After the bank holidays on the 2nd of January 2024 I went back to my GP who decided to up my dose to the maximum. Things did eventually calm down but I new in myself I didn't feel right. I decided I wanted to give the Citalopram a chance to work untill late June this year (2024) I had a chat with my new GP. I told her I'd had enough and I wanted my life back. I wanted to enjoy life instead of being scared of it. She was brilliant. She explained that the meds I had been on wasn't the only option.
She explained that the Sertraline and the Citalopram were a family of SSRI's and she thought it was about time I met the new family which was the SNRI's and that's how I found Mirtazapine.
Let me just start by saying Mirtazapine gave me a new lease of life. I was started on the low dose of 15mg while cross tapering off of the Citalopram. After day 4 things were looking up. I felt the best I had felt for at least 7 years. I started booking holidays. Making plans with my family. Things were great.
The only downside to these little gems is the most common side effect. Sedation. I was sleeping very very well at night but getting up in a morning was a nightmare. I carried on but things were still the same.
Last week I found out that a close friend was on Mirtazapine and they changed his life forever. However he did tell me that he moved onto a higher dose to 30mg as they're apparently a lot less sedative. Last Monday the 22nd of July 24 I had a review on my meds and we discussed about moving up to the 30 like my friend.

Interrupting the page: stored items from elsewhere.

use std::collections::HashMap;
use std::path::Path;
use crate::dtype::DType;
use crate::numeric_tensor::{NumericTensor, NumericTensorError};

#[derive(Debug, thiserror::Error)]
pub enum BigramError {
    #[error("Character {0:?} is not in the vocabulary")]
    UnknownCharacter(char),
    #[error(transparent)]
    NumericTensorError(#[from] NumericTensorError),
    #[error(transparent)]
    Io(#[from] std::io::Error),
}

/// Character-level vocabulary mapping characters to dense indices and back.
#[derive(Debug, Clone, serde::Serialize, serde::Deserialize)]
pub struct CharVocabulary {
    itos: Vec<char>,
    stoi: HashMap<char, usize>,
    boundary: Option<char>,
}

impl CharVocabulary {
    pub fn new(chars: impl IntoIterator<Item = char>, boundary: Option<char>) -> Self {
        let mut itos = Vec::new();
        let mut stoi = HashMap::new();
        for c in boundary.into_iter().chain(chars) {
            stoi.entry(c).or_insert_with(|| {
                itos.push(c);
                itos.len() - 1
            });
        }
        Self { itos, stoi, boundary }
    }

    /// 'a' → 0 through 'z' → 25.
    pub fn alphabet() -> Self {
        Self::new('a'..='z', None)
    }

    /// `boundary` → 0, then 'a' → 1 through 'z' → 26.
    pub fn with_boundary(boundary: char) -> Self {
        Self::new('a'..='z', Some(boundary))
    }

    pub fn len(&self) -> usize {
        self.itos.len()
    }

    pub fn is_empty(&self) -> bool {
        self.itos.is_empty()
    }

    pub fn boundary(&self) -> Option<char> {
        self.boundary
    }

    pub fn stoi(&self, c: char) -> Result<usize, BigramError> {
        self.stoi.get(&c).copied().ok_or(BigramError::UnknownCharacter(c))
    }

    pub fn itos(&self, index: usize) -> Option<char> {
        self.itos.get(index).copied()
    }

    /// Indices of `word`, wrapped in the boundary token when `padded` is set and the
    /// vocabulary has one.
    pub fn encode(&self, word: &str, padded: bool) -> Result<Vec<usize>, BigramError> {
        let pad = if padded { self.boundary } else { None };
        pad.into_iter()
            .chain(word.chars())
            .chain(pad)
            .map(|c| self.stoi(c))
            .collect()
    }
}

/// Adds one to `counts[(c1, c2)]` for every consecutive character pair of every word.
pub fn count_bigrams_into<S: AsRef<str>>(
    counts: &mut NumericTensor,
    words: &[S],
    vocabulary: &CharVocabulary,
    padded: bool,
) -> Result<(), BigramError> {
    let mut pairs = 0usize;
    for word in words {
        let indices = vocabulary.encode(word.as_ref(), padded)?;
        for pair in indices.windows(2) {
            counts.add_at(pair[0], Some(pair[1]), 1)?;
            pairs += 1;
        }
    }
    log::debug!("Counted {} bigrams over {} words", pairs, words.len());
    Ok(())
}

/// Square `Int32` count tensor sized to the vocabulary.
pub fn count_bigrams<S: AsRef<str>>(
    words: &[S],
    vocabulary: &CharVocabulary,
    padded: bool,
) -> Result<NumericTensor, BigramError> {
    let mut counts = NumericTensor::zeros(vocabulary.len(), vocabulary.len(), DType::I32)?;
    count_bigrams_into(&mut counts, words, vocabulary, padded)?;
    Ok(counts)
}

/// Normalizes one row of a count tensor into a `Float32` probability distribution.
pub fn row_distribution(counts: &NumericTensor, row: usize) -> Result<NumericTensor, BigramError> {
    let p = counts.get_row(row)?.to_f32();
    Ok(p.div(p.sum())?)
}

/// Reads a newline-separated word list, skipping blank lines.
pub fn load_words(path: &Path) -> Result<Vec<String>, BigramError> {
    let text = std::fs::read_to_string(path)?;
    let words: Vec<String> = text
        .lines()
        .map(|x| x.trim())
        .filter(|x| !x.is_empty())
        .map(|x| x.to_string())
        .collect();
    log::info!("Loaded {} words from {}", words.len(), path.display());
    Ok(words)
}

I told her how good I felt in myself but how tired I felt in a morning missing alarms for work etc.
She told me that he was correct and said she was happy to move me up to the 30mg which I.started that very same night.
Here's where I need people's views.
1 week later I have been on the 30 mg. I have a very mild but constant headache and I feel oh so tired all day. I seem to be getting up fine in the morning but very tired and lethargic in the day time. I want to no if this is just a sideeffect that will be constant or will go away over time.
Many thanks for reading and I hope I havnt bored anyone to death.